Vielen Dank, Frau Lorenz.

Gäbe es in diesem Parlament einen Preis fürs Schnellsprechen, Sie hätten ihn jetzt gewonnen. Allerdings empfehle ich, damit alles für die Abgeordneten auch besser nachvollziehbar ist, dass man sich dann, wenn man es braucht, längere Redezeit einräumen lässt. Ich denke, das ist immer möglich, dass wir das hier so machen.

(Beifall Dr. Armin Jäger, CDU)

Das Wort hat jetzt der Innenminister. Bitte sehr, Herr Dr. Timm, Sie haben das Wort.

Frau Präsidentin! Meine Damen und Herren Befürworter und Kritiker dieses Gesetzentwurfes! Seit vier Jahren – nicht erst seit eineinhalb Jahren – ist dieser Gesetzentwurf in Vorbereitung, und zwar auch in der öffentlichen Debatte. Ich weiß, wovon ich spreche, weil ich weiß, dass bereits 1996 eine ganze Reihe von positiven Voten für dieses Gesetzgebungsverfahren abgegeben worden sind und einige Landtagsabgeordnete meinten, das ginge so nicht.
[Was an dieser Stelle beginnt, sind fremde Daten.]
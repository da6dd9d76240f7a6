//! Read/write fit report JSON files.
//!
//! A fit report is the portable record of one fit:
//! - model kind + named parameters with standard errors
//! - fit quality
//! - optional calibration (EOM frequency, axis map, linewidth)
//! - a precomputed model grid for quick plotting

use std::fs::File;
use std::path::Path;

use chrono::{DateTime, Utc};
use serde::{Deserialize, Serialize};

use crate::domain::{FitOutcome, FitQuality, LorentzianParams, ModelKind, TripletParams};
use crate::error::AppError;
use crate::fit::{Calibration, Linewidth};
use crate::math::min_max;
use crate::models::{eval_over, lorentzian_flat, lorentzian_triplet};

const GRID_POINTS: usize = 201;

/// One fitted parameter. `std_error` is absent when it is not finite.
#[derive(Debug, Clone, PartialEq, Serialize, Deserialize)]
pub struct NamedParam {
    pub name: String,
    pub value: f64,
    pub std_error: Option<f64>,
}

#[derive(Debug, Clone, PartialEq, Serialize, Deserialize)]
pub struct CalibrationInfo {
    pub eom_frequency: f64,
    /// Raw x mapped to zero.
    pub offset: f64,
    /// Calibrated units per raw unit.
    pub scale: f64,
    pub linewidth: Option<f64>,
    pub linewidth_err: Option<f64>,
}

#[derive(Debug, Clone, PartialEq, Serialize, Deserialize)]
pub struct FitGrid {
    pub x: Vec<f64>,
    pub y: Vec<f64>,
}

#[derive(Debug, Clone, PartialEq, Serialize, Deserialize)]
pub struct FitReport {
    pub tool: String,
    pub created_utc: DateTime<Utc>,
    pub model: ModelKind,
    pub params: Vec<NamedParam>,
    pub quality: FitQuality,
    pub calibration: Option<CalibrationInfo>,
    pub grid: FitGrid,
}

impl FitReport {
    pub fn from_lorentzian(fit: &FitOutcome<LorentzianParams>, x: &[f64]) -> Self {
        build(ModelKind::Lorentzian, &fit.params.to_array(), &fit.std_errors(), fit.quality, x)
    }

    pub fn from_triplet(fit: &FitOutcome<TripletParams>, x: &[f64]) -> Self {
        build(ModelKind::Triplet, &fit.params.to_array(), &fit.std_errors(), fit.quality, x)
    }

    /// Triplet report plus the axis calibration derived from it.
    pub fn from_calibration(cal: &Calibration, raw_x: &[f64]) -> Self {
        let mut report = Self::from_triplet(&cal.triplet, raw_x);
        report.calibration = Some(CalibrationInfo {
            eom_frequency: cal.eom_frequency,
            offset: cal.offset,
            scale: cal.scale,
            linewidth: None,
            linewidth_err: None,
        });
        report
    }

    /// Carrier fit in calibrated units plus the linewidth.
    pub fn from_linewidth(lw: &Linewidth) -> Self {
        let window: Vec<f64> = lw
            .calibration
            .x
            .iter()
            .copied()
            .filter(|v| v.abs() <= crate::fit::LINEWIDTH_WINDOW * lw.calibration.eom_frequency)
            .collect();
        let mut report = Self::from_lorentzian(&lw.peak, &window);
        report.calibration = Some(CalibrationInfo {
            eom_frequency: lw.calibration.eom_frequency,
            offset: lw.calibration.offset,
            scale: lw.calibration.scale,
            linewidth: Some(lw.fwhm),
            linewidth_err: lw.fwhm_err.is_finite().then_some(lw.fwhm_err),
        });
        report
    }

    /// Parameter values in model order.
    pub fn values(&self) -> Vec<f64> {
        self.params.iter().map(|p| p.value).collect()
    }
}

fn build(kind: ModelKind, values: &[f64], std_errors: &[f64], quality: FitQuality, x: &[f64]) -> FitReport {
    let params = kind
        .param_names()
        .iter()
        .zip(values)
        .zip(std_errors)
        .map(|((name, &value), &err)| NamedParam {
            name: (*name).to_string(),
            value,
            std_error: err.is_finite().then_some(err),
        })
        .collect();

    FitReport {
        tool: "lsfit".to_string(),
        created_utc: Utc::now(),
        model: kind,
        params,
        quality,
        calibration: None,
        grid: build_grid(kind, values, x),
    }
}

fn build_grid(kind: ModelKind, values: &[f64], x: &[f64]) -> FitGrid {
    let (lo, hi) = match min_max(x) {
        Some((lo, hi)) if hi > lo => (lo, hi),
        _ => return FitGrid { x: Vec::new(), y: Vec::new() },
    };
    let xs: Vec<f64> = (0..GRID_POINTS)
        .map(|i| lo + (hi - lo) * i as f64 / (GRID_POINTS as f64 - 1.0))
        .collect();
    let y = match kind {
        ModelKind::Lorentzian => eval_over(lorentzian_flat, &xs, values),
        ModelKind::Triplet => eval_over(lorentzian_triplet, &xs, values),
    };
    FitGrid { x: xs, y }
}

/// Write a fit report JSON file.
pub fn write_fit_json(path: &Path, report: &FitReport) -> Result<(), AppError> {
    let file = File::create(path)
        .map_err(|e| AppError::new(2, format!("Failed to create fit JSON '{}': {e}", path.display())))?;
    serde_json::to_writer_pretty(file, report).map_err(|e| AppError::new(2, format!("Failed to write fit JSON: {e}")))?;
    Ok(())
}

/// Read a fit report JSON file.
pub fn read_fit_json(path: &Path) -> Result<FitReport, AppError> {
    let file = File::open(path)
        .map_err(|e| AppError::new(2, format!("Failed to open fit JSON '{}': {e}", path.display())))?;
    let report: FitReport =
        serde_json::from_reader(file).map_err(|e| AppError::new(2, format!("Invalid fit JSON: {e}")))?;
    Ok(report)
}

/// UTC timestamp for default export names, e.g. `20240131_235959`.
pub fn timestamp() -> String {
    Utc::now().format("%Y%m%d_%H%M%S").to_string()
}

#[cfg(test)]
mod tests {
    use super::*;
    use nalgebra::DMatrix;

    fn lorentzian_outcome() -> FitOutcome<LorentzianParams> {
        FitOutcome {
            params: LorentzianParams {
                x0: 0.0,
                y0: 1.0,
                amp: 2.0,
                fwhm: 0.5,
            },
            covariance: DMatrix::from_diagonal_element(4, 4, 0.01),
            quality: FitQuality {
                sse: 1e-6,
                rmse: 1e-4,
                n: 100,
                iterations: 12,
            },
        }
    }

    #[test]
    fn report_names_params_and_samples_the_model() {
        let fit = lorentzian_outcome();
        let report = FitReport::from_lorentzian(&fit, &[-2.0, 0.0, 2.0]);

        let names: Vec<&str> = report.params.iter().map(|p| p.name.as_str()).collect();
        assert_eq!(names, ["x0", "y0", "amp", "fwhm"]);
        assert!((report.params[0].std_error.unwrap() - 0.1).abs() < 1e-15);
        assert_eq!(report.grid.x.len(), GRID_POINTS);
        assert_eq!(report.grid.y[GRID_POINTS / 2], 3.0);
    }

    #[test]
    fn infinite_std_errors_are_omitted() {
        let mut fit = lorentzian_outcome();
        fit.covariance = DMatrix::from_element(4, 4, f64::INFINITY);
        let report = FitReport::from_lorentzian(&fit, &[-1.0, 1.0]);
        assert!(report.params.iter().all(|p| p.std_error.is_none()));
    }

    #[test]
    fn json_round_trip() {
        let dir = std::env::temp_dir().join(format!("lsfit-fitfile-{}", std::process::id()));
        std::fs::create_dir_all(&dir).unwrap();
        let path = dir.join("fit.json");

        let report = FitReport::from_lorentzian(&lorentzian_outcome(), &[-2.0, 2.0]);
        write_fit_json(&path, &report).unwrap();
        let back = read_fit_json(&path).unwrap();
        assert_eq!(back.model, ModelKind::Lorentzian);
        assert_eq!(back.values(), report.values());
        assert_eq!(back.grid, report.grid);

        std::fs::remove_dir_all(&dir).ok();
    }

    #[test]
    fn timestamp_shape() {
        let ts = timestamp();
        assert_eq!(ts.len(), 15);
        assert_eq!(&ts[8..9], "_");
        assert!(ts.chars().filter(|c| *c != '_').all(|c| c.is_ascii_digit()));
    }
}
Aber dass erst in den letzten Tagen die Gewerkschaften sagen, sie hätten jetzt erst gehört, dass es dieses Gesetzgebungsverfahren gäbe, verwundert mich nun doch, denn wir haben ja – wie gesagt – seit vier Jahren diese Debatte. Insofern kann sich eigentlich keiner beschweren, er sei überrascht worden.

Und wo Neuland betreten wird, meine Damen und Herren, da gibt es eben keine ausgetretenen Pfade, auf die man sich verlassen kann. Wo Neuland betreten wird, da muss man den Mut aufbringen, auch eine Wegstrecke zurückzulegen, die ungepflastert ist, wenn man das Ziel vor Augen hat.

(Angelika Gramkow, PDS: Sehen Sie, Herr Dr. Timm!)

Und das Ziel, Frau Gramkow, dieses Gesetzentwurfes, dieses Gesetzes, wenn es dann verabschiedet ist, ist Folgendes: Es soll den Kommunen und Dritten im Einzelfall eine Ausnahme von einer bestimmten Norm ermöglicht werden, wenn eine Aufgabe, die zu erfüllen ist, kostengünstiger erfüllt werden kann. Ich sage nachher noch einmal im Einzelnen, was es bedeutet mit Blick auf die Einwendungen der Bedenkenträger bei diesem Gesetzentwurf.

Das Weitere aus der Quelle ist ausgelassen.